[Collected data entries]
..............................

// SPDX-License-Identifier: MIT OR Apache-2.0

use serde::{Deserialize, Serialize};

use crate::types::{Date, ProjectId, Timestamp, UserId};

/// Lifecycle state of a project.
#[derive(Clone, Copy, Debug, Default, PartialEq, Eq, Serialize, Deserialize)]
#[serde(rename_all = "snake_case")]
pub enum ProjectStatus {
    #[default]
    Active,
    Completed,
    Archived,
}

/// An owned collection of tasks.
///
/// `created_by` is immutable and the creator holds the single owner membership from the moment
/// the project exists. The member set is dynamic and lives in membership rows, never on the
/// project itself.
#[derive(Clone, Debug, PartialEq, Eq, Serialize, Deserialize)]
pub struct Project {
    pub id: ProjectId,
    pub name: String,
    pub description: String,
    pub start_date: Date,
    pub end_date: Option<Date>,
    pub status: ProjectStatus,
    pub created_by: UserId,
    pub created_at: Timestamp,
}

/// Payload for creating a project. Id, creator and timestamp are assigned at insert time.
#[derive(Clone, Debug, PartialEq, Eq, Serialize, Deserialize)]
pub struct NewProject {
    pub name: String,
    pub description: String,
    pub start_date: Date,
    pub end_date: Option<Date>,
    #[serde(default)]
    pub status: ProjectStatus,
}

..............................

**WHAT TO WORK ON**: What the answer needs is every line from the data above with "struct" in it.

**EXERCISE ANSWER**:
pub struct Project {
pub struct NewProject {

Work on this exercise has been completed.